All lines that hold the string "derive" should be copied. Find them in the listing below.

# # # # #

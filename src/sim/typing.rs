//! Timed typing game: type as many words as possible before the countdown ends

use rand::Rng;
use serde::{Deserialize, Serialize};

use super::event::GameEvent;

pub const WORDS: [&str; 32] = [
    "cyber", "neon", "arcade", "pixel", "game", "level", "score", "power", "speed", "fast", "type",
    "quick", "flash", "code", "hack", "data", "byte", "grid", "zone", "wave", "rush", "bolt",
    "dash", "zoom", "fury", "blaze", "storm", "pulse", "spark", "glow", "beam", "laser",
];

#[derive(Debug, Clone, Serialize, Deserialize)]
#[serde(default)]
pub struct TypingConfig {
    pub duration_secs: f32,
    /// Longest input buffer; further keys are ignored
    pub max_input: usize,
    /// Word pool; the built-in list is used when empty
    pub words: Vec<String>,
    /// Privileged auto-complete kicks in after this many matching chars
    pub autocomplete_after: usize,
    pub word_points: u32,
}

impl Default for TypingConfig {
    fn default() -> Self {
        Self {
            duration_secs: 30.0,
            max_input: 32,
            words: WORDS.iter().map(|w| w.to_string()).collect(),
            autocomplete_after: 2,
            word_points: 1,
        }
    }
}

impl TypingConfig {
    fn pick_word(&self, rng: &mut impl Rng) -> String {
        if self.words.is_empty() {
            WORDS[rng.random_range(0..WORDS.len())].to_string()
        } else {
            self.words[rng.random_range(0..self.words.len())].clone()
        }
    }
}

#[derive(Debug, Clone, PartialEq, Serialize, Deserialize)]
pub struct TypingState {
    pub word: String,
    pub buffer: String,
    pub words_done: u32,
    /// Characters of completed words
    pub chars: u32,
    pub elapsed: f32,
}

impl TypingState {
    pub fn new(config: &TypingConfig, rng: &mut impl Rng) -> Self {
        Self {
            word: config.pick_word(rng),
            buffer: String::new(),
            words_done: 0,
            chars: 0,
            elapsed: 0.0,
        }
    }

    pub fn remaining(&self, config: &TypingConfig) -> f32 {
        (config.duration_secs - self.elapsed).max(0.0)
    }

    /// Words per minute over the elapsed time (5 chars per word)
    pub fn wpm(&self) -> u32 {
        if self.elapsed <= 0.0 {
            return 0;
        }
        ((self.chars as f32 / 5.0) / (self.elapsed / 60.0)).round() as u32
    }

    /// Run the countdown; emits `TimeUp` on the tick it expires
    pub fn advance(&mut self, dt: f32, config: &TypingConfig) -> Vec<GameEvent> {
        if self.elapsed >= config.duration_secs {
            return Vec::new();
        }
        self.elapsed = (self.elapsed + dt).min(config.duration_secs);
        if self.elapsed >= config.duration_secs {
            vec![GameEvent::TimeUp]
        } else {
            Vec::new()
        }
    }

    /// Type one character. `None` when the key is ignored.
    pub fn key(
        &mut self,
        c: char,
        config: &TypingConfig,
        privileged: bool,
        rng: &mut impl Rng,
    ) -> Option<Vec<GameEvent>> {
        if c.is_control() || self.buffer.chars().count() >= config.max_input {
            return None;
        }
        self.buffer.extend(c.to_lowercase());

        let autocomplete = privileged
            && self.buffer.chars().count() >= config.autocomplete_after
            && self.word.starts_with(self.buffer.as_str());
        if autocomplete || self.buffer == self.word {
            return Some(self.complete_word(config, rng));
        }
        Some(Vec::new())
    }

    pub fn backspace(&mut self) -> bool {
        self.buffer.pop().is_some()
    }

    fn complete_word(&mut self, config: &TypingConfig, rng: &mut impl Rng) -> Vec<GameEvent> {
        self.words_done += 1;
        self.chars += self.word.chars().count() as u32;
        self.word = config.pick_word(rng);
        self.buffer.clear();
        vec![GameEvent::Scored(config.word_points)]
    }
}
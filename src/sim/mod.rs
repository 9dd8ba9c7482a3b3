//! Deterministic simulation module
//!
//! All gameplay logic lives here. This module must be pure and deterministic:
//! - Fixed step per tick
//! - Seeded RNG only, passed in by the caller
//! - Stable iteration order (storage order)
//! - No rendering, timing or platform dependencies

pub mod breakout;
pub mod collision;
pub mod event;
pub mod flappy;
pub mod grid;
pub mod guess;
pub mod motion;
pub mod phase;
pub mod pong;
pub mod search;
pub mod sequence;
pub mod typing;

pub use breakout::{BreakoutConfig, BreakoutState};
pub use collision::{Aabb, circle_aabb_overlap, circle_circle_overlap, paddle_deflection, reflect_velocity};
pub use event::{GameEvent, Outcome};
pub use flappy::{FlappyConfig, FlappyState, Pipe};
pub use grid::{Direction, SnakeConfig, SnakeState, respawn_target};
pub use guess::{GuessConfig, GuessState, Hint};
pub use motion::{Body, ControlInput, Field, Obstacle, Walls};
pub use phase::{Phase, PhaseMachine, Shape};
pub use pong::{PongConfig, PongState};
pub use search::{Board, Mark, Terminal, TicTacToeConfig, TicTacToeState, best_move, choose_move, minimax, sandbag_move};
pub use sequence::{Choice, SimonConfig, SimonState};
pub use typing::{TypingConfig, TypingState};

# # # # #

Result of this task:
#[derive(Debug, Clone, Serialize, Deserialize)]
#[derive(Debug, Clone, PartialEq, Serialize, Deserialize)]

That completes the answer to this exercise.